> _Work instruction_:
If a line of the records holds the word "where", copy it out.

Collected data entries
-.-.-
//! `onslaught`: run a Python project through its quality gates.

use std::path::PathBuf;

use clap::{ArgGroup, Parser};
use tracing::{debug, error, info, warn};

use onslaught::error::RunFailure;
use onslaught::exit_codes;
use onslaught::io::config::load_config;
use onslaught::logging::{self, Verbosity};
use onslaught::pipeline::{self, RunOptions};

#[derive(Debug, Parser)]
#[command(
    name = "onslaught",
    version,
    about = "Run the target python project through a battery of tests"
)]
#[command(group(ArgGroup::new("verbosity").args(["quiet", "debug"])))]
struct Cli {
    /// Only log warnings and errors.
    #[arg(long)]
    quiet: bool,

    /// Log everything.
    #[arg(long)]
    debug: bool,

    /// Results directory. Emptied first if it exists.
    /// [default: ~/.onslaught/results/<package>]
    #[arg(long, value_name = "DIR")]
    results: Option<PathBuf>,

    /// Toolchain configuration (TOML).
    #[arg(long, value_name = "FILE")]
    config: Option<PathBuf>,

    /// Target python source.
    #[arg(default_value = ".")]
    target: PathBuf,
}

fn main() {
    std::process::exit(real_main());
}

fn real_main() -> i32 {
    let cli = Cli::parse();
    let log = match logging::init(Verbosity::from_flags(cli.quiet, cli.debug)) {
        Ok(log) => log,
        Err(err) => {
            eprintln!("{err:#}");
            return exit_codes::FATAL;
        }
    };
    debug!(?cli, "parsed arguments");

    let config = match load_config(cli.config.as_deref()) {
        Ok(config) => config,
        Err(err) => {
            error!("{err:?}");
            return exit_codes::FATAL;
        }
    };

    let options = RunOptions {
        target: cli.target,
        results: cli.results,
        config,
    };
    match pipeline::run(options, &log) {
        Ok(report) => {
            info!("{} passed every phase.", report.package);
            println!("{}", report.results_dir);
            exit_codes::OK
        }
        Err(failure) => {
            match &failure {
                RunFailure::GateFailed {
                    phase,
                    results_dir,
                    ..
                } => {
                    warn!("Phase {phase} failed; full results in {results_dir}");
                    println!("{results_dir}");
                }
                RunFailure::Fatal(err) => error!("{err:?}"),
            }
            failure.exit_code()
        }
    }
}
-.-.-
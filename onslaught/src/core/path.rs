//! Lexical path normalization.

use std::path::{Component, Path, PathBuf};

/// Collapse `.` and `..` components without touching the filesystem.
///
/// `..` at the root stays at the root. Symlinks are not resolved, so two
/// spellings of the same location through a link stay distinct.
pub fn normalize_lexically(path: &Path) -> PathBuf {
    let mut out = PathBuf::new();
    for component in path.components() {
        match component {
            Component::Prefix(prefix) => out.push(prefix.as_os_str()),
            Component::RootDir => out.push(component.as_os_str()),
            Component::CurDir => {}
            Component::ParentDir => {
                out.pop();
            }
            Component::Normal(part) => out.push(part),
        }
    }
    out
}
-.-.-
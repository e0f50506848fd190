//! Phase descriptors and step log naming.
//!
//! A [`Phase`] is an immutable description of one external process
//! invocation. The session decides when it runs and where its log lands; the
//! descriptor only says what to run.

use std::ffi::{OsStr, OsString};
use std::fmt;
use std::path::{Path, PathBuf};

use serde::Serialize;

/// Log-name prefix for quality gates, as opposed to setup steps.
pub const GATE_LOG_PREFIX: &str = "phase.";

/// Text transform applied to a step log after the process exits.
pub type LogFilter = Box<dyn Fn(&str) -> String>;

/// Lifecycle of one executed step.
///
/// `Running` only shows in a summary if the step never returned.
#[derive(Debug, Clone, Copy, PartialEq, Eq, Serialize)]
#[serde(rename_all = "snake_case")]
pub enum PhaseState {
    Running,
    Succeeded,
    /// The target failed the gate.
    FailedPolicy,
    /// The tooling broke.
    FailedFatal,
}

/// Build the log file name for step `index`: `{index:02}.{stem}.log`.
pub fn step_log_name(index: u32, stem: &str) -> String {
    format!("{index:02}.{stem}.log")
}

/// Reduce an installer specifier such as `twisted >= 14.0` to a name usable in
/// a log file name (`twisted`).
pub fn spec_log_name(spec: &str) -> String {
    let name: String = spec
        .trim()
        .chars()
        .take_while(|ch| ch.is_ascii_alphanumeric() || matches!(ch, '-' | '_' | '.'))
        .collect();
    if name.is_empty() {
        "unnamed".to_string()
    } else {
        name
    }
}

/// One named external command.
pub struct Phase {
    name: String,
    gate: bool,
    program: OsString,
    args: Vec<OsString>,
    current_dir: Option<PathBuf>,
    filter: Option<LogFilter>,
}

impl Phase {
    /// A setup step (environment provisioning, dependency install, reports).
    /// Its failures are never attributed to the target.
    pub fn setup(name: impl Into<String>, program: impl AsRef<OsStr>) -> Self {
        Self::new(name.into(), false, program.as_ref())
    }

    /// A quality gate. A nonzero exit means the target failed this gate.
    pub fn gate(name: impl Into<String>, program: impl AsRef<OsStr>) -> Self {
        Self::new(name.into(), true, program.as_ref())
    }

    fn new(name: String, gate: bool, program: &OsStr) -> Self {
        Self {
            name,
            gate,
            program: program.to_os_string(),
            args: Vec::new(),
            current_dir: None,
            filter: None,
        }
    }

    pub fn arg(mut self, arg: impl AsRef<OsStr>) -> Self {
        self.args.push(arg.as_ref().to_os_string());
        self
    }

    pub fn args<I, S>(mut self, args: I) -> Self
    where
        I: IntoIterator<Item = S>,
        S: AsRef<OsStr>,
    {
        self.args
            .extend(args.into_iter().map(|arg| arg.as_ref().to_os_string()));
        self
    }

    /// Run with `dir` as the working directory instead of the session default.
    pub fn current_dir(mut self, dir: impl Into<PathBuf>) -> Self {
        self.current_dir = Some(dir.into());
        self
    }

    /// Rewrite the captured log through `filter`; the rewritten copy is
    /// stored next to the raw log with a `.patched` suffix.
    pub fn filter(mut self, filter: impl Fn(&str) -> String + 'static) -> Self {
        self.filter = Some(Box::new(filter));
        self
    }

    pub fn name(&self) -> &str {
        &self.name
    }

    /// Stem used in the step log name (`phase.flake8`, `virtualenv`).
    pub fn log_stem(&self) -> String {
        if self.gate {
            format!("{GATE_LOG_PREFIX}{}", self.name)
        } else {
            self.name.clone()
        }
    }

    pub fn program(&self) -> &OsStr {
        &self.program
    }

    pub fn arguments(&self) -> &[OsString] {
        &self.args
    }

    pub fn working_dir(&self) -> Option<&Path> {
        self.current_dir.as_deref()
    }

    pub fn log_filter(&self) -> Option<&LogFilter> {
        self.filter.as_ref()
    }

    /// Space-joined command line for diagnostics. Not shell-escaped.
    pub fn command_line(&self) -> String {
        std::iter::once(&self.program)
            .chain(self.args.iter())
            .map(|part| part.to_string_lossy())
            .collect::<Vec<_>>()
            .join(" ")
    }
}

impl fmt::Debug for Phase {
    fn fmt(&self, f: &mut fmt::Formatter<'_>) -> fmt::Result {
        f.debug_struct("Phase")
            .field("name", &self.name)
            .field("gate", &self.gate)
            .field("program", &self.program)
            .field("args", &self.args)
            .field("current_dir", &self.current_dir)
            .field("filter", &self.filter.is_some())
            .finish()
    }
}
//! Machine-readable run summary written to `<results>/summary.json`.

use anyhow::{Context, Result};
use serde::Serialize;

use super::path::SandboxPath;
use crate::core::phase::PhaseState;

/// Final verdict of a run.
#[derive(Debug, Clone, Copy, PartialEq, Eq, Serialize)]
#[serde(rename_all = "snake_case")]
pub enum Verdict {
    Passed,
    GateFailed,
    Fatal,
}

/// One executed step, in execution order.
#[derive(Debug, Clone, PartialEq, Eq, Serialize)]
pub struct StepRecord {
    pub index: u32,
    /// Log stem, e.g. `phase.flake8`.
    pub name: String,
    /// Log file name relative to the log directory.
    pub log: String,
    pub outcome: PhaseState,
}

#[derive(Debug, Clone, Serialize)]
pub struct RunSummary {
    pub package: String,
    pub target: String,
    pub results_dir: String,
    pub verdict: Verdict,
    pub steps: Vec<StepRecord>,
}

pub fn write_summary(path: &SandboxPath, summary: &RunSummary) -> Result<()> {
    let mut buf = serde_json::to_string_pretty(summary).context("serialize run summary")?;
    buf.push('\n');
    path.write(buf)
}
-.-.-
> _Result_:
//! invocation. The session decides when it runs and where its log lands; the
    where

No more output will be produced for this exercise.